What is LOP (Loss of Pay)?
Loss of Pay (LOP) refers to the salary deduction made when an employee takes leave beyond their entitled paid leave balance or is absent without approval. It means the employee is not paid for those specific days of absence. LOP ensures that employees are compensated only for actual working days, maintaining fairness and adherence to company policies.
How is LOP Calculated?
LOP amount is calculated based on the employee’s daily wage and the number of leave days taken without pay. The formula is:
LOP = (Monthly Salary ÷ Number of Working Days) × Number of LOP Days
Example
For example, if Priya earns ₹60,000 per month and there are 20 working days, her daily wage is ₹3,000. If she takes 3 days of LOP, her salary will be reduced by ₹9,000, making her net salary ₹51,000 that month.
When Does LOP Occur?
- When employees exhaust all paid leave and continue to be absent.
- Absence without prior approval or against company policy.
- During probation or notice period as per company rules.

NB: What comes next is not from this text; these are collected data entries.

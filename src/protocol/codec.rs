//! Newline-delimited line codec.
//!
//! Wire format:
//! ```text
//! ┌──────────────────────────────┬──────┐
//! │ ASCII command text (≤ N B)   │ '\n' │
//! └──────────────────────────────┴──────┘
//! ```
//!
//! The decoder accumulates incoming bytes and yields complete lines.  A
//! single socket read may carry part of a line, one line, or several
//! lines back to back.  A line longer than the configured maximum is
//! reported once as [`DecodedLine::TooLong`] and the rest of it is
//! discarded up to the next newline.

use std::collections::VecDeque;

/// One decoder output.
#[derive(Debug, Clone, PartialEq, Eq)]
pub enum DecodedLine {
    /// A complete line, newline stripped, invalid UTF-8 replaced.
    Line(String),
    /// A line exceeded the length limit and was dropped.
    TooLong,
}

/// Decoder state machine.
#[derive(Debug, Clone, Copy, PartialEq, Eq)]
enum DecoderState {
    /// Appending bytes to the current line.
    Collecting,
    /// Skipping the tail of an over-long line.
    Discarding,
}

/// Streaming line decoder.
#[derive(Debug)]
pub struct LineDecoder {
    state: DecoderState,
    max_len: usize,
    line: Vec<u8>,
    ready: VecDeque<DecodedLine>,
}

impl LineDecoder {
    pub fn new(max_len: usize) -> Self {
        Self {
            state: DecoderState::Collecting,
            max_len,
            line: Vec::new(),
            ready: VecDeque::new(),
        }
    }

    /// Feed bytes into the decoder.  Completed lines queue up for
    /// [`next_line`](Self::next_line).
    pub fn feed(&mut self, data: &[u8]) {
        for &byte in data {
            match self.state {
                DecoderState::Collecting if byte == b'\n' => {
                    let bytes = core::mem::take(&mut self.line);
                    self.ready.push_back(DecodedLine::Line(into_text(bytes)));
                }
                DecoderState::Collecting if self.line.len() == self.max_len => {
                    self.line.clear();
                    self.ready.push_back(DecodedLine::TooLong);
                    self.state = DecoderState::Discarding;
                }
                DecoderState::Collecting => self.line.push(byte),
                DecoderState::Discarding => {
                    if byte == b'\n' {
                        self.state = DecoderState::Collecting;
                    }
                }
            }
        }
    }

    /// Pop the oldest completed line.
    pub fn next_line(&mut self) -> Option<DecodedLine> {
        self.ready.pop_front()
    }

    /// Flush an unterminated final line at end of stream.
    pub fn finish(&mut self) -> Option<DecodedLine> {
        if self.state == DecoderState::Discarding || self.line.is_empty() {
            self.state = DecoderState::Collecting;
            self.line.clear();
            return None;
        }
        let bytes = core::mem::take(&mut self.line);
        Some(DecodedLine::Line(into_text(bytes)))
    }

    /// Drop all buffered state.
    pub fn reset(&mut self) {
        self.state = DecoderState::Collecting;
        self.line.clear();
        self.ready.clear();
    }
}

fn into_text(bytes: Vec<u8>) -> String {
    String::from_utf8(bytes)
        .unwrap_or_else(|e| String::from_utf8_lossy(e.as_bytes()).into_owned())
}
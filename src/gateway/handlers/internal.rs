//! Internal (service-to-service) endpoints
//!
//! Mounted under `/internal`, outside the public identity layer. Exposure is
//! expected to be limited to the cluster network.

use std::sync::Arc;

use axum::extract::{Path, State};
use serde::{Deserialize, Serialize};
use utoipa::ToSchema;

use super::super::state::AppState;
use super::super::types::{ApiResult, ValidatedJson, ok};

#[derive(Debug, Serialize, Deserialize, ToSchema)]
pub struct UpdateStatusRequest {
    #[schema(example = "shipped")]
    pub status: String,
}

/// Overwrite an order's status
///
/// PUT /internal/orders/{id}/status
#[utoipa::path(
    put,
    path = "/internal/orders/{id}/status",
    params(("id" = String, Path, description = "Order id")),
    request_body = UpdateStatusRequest,
    responses(
        (status = 200, description = "Status updated", body = UpdateStatusRequest),
        (status = 400, description = "Empty status or malformed body"),
        (status = 404, description = "Order not found"),
        (status = 500, description = "Internal server error")
    ),
    tag = "Internal"
)]
pub async fn update_order_status(
    State(state): State<Arc<AppState>>,
    Path(id): Path<String>,
    ValidatedJson(req): ValidatedJson<UpdateStatusRequest>,
) -> ApiResult<UpdateStatusRequest> {
    state.orders.update_order_status(&id, &req.status).await?;
    ok(req)
}
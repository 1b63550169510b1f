//! Health check handler

use std::sync::Arc;

use axum::extract::State;
use chrono::Utc;
use utoipa::ToSchema;

use super::super::state::AppState;
use super::super::types::{ApiError, ApiResult, ok};

/// Health check response data
#[derive(serde::Serialize, serde::Deserialize, ToSchema)]
pub struct HealthResponse {
    /// Server timestamp in milliseconds
    #[schema(example = 1703494800000_i64)]
    pub timestamp_ms: i64,
}

/// Health check endpoint
///
/// Pings the order store. Failure details are logged, never returned.
///
/// - Healthy: 200 OK + {code: 0, data: {timestamp_ms}}
/// - Unhealthy: 503 Service Unavailable + {code: 5001, msg: "unavailable"}
#[utoipa::path(
    get,
    path = "/api/v1/health",
    responses(
        (status = 200, description = "Service healthy", body = HealthResponse, content_type = "application/json"),
        (status = 503, description = "Service unavailable")
    ),
    tag = "System"
)]
pub async fn health_check(State(state): State<Arc<AppState>>) -> ApiResult<HealthResponse> {
    if let Err(e) = state.orders.health_check().await {
        tracing::error!(error = %e, "[HEALTH] Order store ping failed");
        return Err(ApiError::service_unavailable("unavailable"));
    }
    ok(HealthResponse {
        timestamp_ms: Utc::now().timestamp_millis(),
    })
}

- Disciplinary actions or leave taken without valid cause.
Why is LOP Important?
LOP enforces discipline and fairness in leave management while protecting employers from wage liabilities during unauthorized or excess absenteeism. Employees should be aware of their leave entitlements and procedures to avoid such deductions.
Tip: Always check your payslip for LOP deductions and ensure prior approval for leaves to prevent unexpected salary reductions.